Quel malheur, en Afrique, d’avoir des frères, des enfants,
une belle sœur… quand on est Président de la République, et d’Alger à Bamako en
passant par Tunis, les familles seraient-elles devenues le talon d’Achille de
nos chefs d’Etat ? Toutes les affaires de dévolution de privilèges qui
occupent nos médias nous donnent l’occasion de souligner que la vraie force des
démocraties qui ont inspiré nos constitutions et dont nous avons du mal à
respecter les règles, ce n’est pas que leurs hommes politiques sont plus
honnêtes que les nôtres, c’est plutôt que dans ces pays, la loi s’applique à
tous les citoyens avec la même rigueur et surtout que chaque élu est tenu
d’assumer personnellement ses responsabilités. Dans nos républiques, les
politiques répugnent à pratiquer un exercice quelquefois douloureux mais qui
souvent les grandit : la démission. Pourtant celle-ci est le moyen idéal
pour limiter les dégâts et placer les intérêts de la nation au-dessus de ceux
d’un individu. On peut à titre d’exemple, rappeler que la démission du
président Nixon a finalement fait l’économie d’un déballage qui n’aurait pas
grandi la démocratie américaine et a préservé la cohésion nationale. La démission
peut être aussi pour celui qui est suspecté de crime, l’occasion de donner la
preuve qu’il est prêt à affronter la justice à armes égales avec ses
accusateurs, et ce fut la position qu’avait prise Bernard Tapie, qui n’est
pourtant pas un modèle de probité, lorsqu’en 1992, alors qu’il était ministre,
il avait été suspecté de recel et d’abus de bien sociaux.

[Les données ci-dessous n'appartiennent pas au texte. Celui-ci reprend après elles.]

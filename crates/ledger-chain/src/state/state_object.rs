use crate::{
    state::trie::Trie,
    types::{
        Account,
        KECCAK_EMPTY,
    },
};
use alloy_primitives::{
    Address,
    B256,
    Bytes,
    U256,
    keccak256,
};
use std::collections::HashMap;

pub(crate) type Storage = HashMap<B256, B256>;

/// Cached account plus its storage changes, owned by a [`StateDb`](super::StateDb).
#[derive(Debug, Clone)]
pub(crate) struct StateObject {
    pub(crate) address: Address,
    pub(crate) addr_hash: B256,
    pub(crate) data: Account,
    /// Storage trie, opened on first storage access.
    pub(crate) trie: Option<Trie>,
    pub(crate) code: Option<Bytes>,
    pub(crate) dirty_code: bool,
    /// Values as of the start of the block.
    pub(crate) origin_storage: Storage,
    /// Values finalised by earlier transactions of the block.
    pub(crate) pending_storage: Storage,
    /// Values written by the current transaction.
    pub(crate) dirty_storage: Storage,
    pub(crate) suicided: bool,
    pub(crate) deleted: bool,
}

impl StateObject {
    pub(crate) fn new(address: Address, data: Account) -> Self {
        Self {
            address,
            addr_hash: keccak256(address),
            data,
            trie: None,
            code: None,
            dirty_code: false,
            origin_storage: Storage::new(),
            pending_storage: Storage::new(),
            dirty_storage: Storage::new(),
            suicided: false,
            deleted: false,
        }
    }

    pub(crate) fn empty(&self) -> bool {
        self.data.is_empty()
    }

    /// Moves the current transaction's writes into the pending set.
    pub(crate) fn finalise(&mut self) {
        let dirty = std::mem::take(&mut self.dirty_storage);
        self.pending_storage.extend(dirty);
    }

    pub(crate) fn set_code(&mut self, code_hash: B256, code: Bytes) {
        self.data.code_hash = code_hash;
        self.code = Some(code);
        self.dirty_code = true;
    }

    pub(crate) fn code_hash(&self) -> B256 {
        self.data.code_hash
    }

    pub(crate) fn has_code(&self) -> bool {
        self.data.code_hash != KECCAK_EMPTY
    }

    pub(crate) fn balance(&self) -> U256 {
        self.data.balance
    }
}

/// RLP form of a storage value: big-endian with leading zeros stripped.
pub(crate) fn encode_storage_value(value: B256) -> Vec<u8> {
    let trimmed = value
        .as_slice()
        .iter()
        .position(|byte| *byte != 0)
        .map_or(&[][..], |start| &value.as_slice()[start..]);
    alloy_rlp::encode(trimmed)
}

pub(crate) fn decode_storage_value(mut raw: &[u8]) -> alloy_rlp::Result<B256> {
    let bytes = alloy_rlp::Header::decode_bytes(&mut raw, false)?;
    if bytes.len() > 32 {
        return Err(alloy_rlp::Error::Overflow);
    }
    let mut out = [0u8; 32];
    out[32 - bytes.len()..].copy_from_slice(bytes);
    Ok(B256::from(out))
}

#[cfg(test)]
mod tests {
    use super::*;

    #[test]
    fn storage_values_are_trimmed() {
        let value = B256::left_padding_from(&[0x01, 0x02]);
        let encoded = encode_storage_value(value);
        assert_eq!(encoded, vec![0x82, 0x01, 0x02]);
        assert_eq!(decode_storage_value(&encoded).unwrap(), value);
        assert_eq!(encode_storage_value(B256::with_last_byte(5)), vec![0x05]);
    }
}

Je ne parle évidemment pas des démissions pour convenance
personnelle ou pour désaccord politique.
Dans notre histoire récente, un seul homme politique,
Mamadou Seck, avait pris le risque de se démettre de ses fonctions
ministérielles et de ne revenir au gouvernement qu’une fois levés tous les
soupçons qui pouvaient ternir sa réputation.
La femme de César ne doit pas être soupçonnée !
Je laisse à d’autres le soin de débattre du fond de
l’affaire qui éclabousse le maire de Guédiawaye et du niveau des préjudices
subis par notre pays, qui nécessitent probablement des investigations plus
sérieuses que les spéculations auxquelles se livrent certains allumeurs de feu.
Mais, même en tenant compte du sacro-saint principe selon lequel tout suspect
est présumé innocent tant qu’il n’est pas condamné, on peut faire un double
constat qui au fond traduit d’abord le manque d’expérience et de références
historiques de notre personnel politique.
Le premier est qu’il en est d’un frère du Président de la
République comme il en était de la femme de César : il ne doit pas
seulement être honnête, il doit aussi en avoir l’apparence. Lorsqu’il y a un
doute et que l’accusation est portée non par quelque feuille de chou anodine,
mais par une institution quasi centenaire, dont l’indépendance et le prestige
sont incontestés, dont le budget représente plus de la moitié de celui du
Sénégal, et lorsqu’on est un élu et qu’on est censé devoir ses fonctions à la
confiance de ses concitoyens, la moindre des choses c’est de se libérer de tous
les parapluies sous lesquels on s’était abrité pour se mettre à la disposition
de la loi. On y gagne à deux fois puisqu’on épargne par la même occasion celui
vers lequel sont dirigés les coups les plus forts.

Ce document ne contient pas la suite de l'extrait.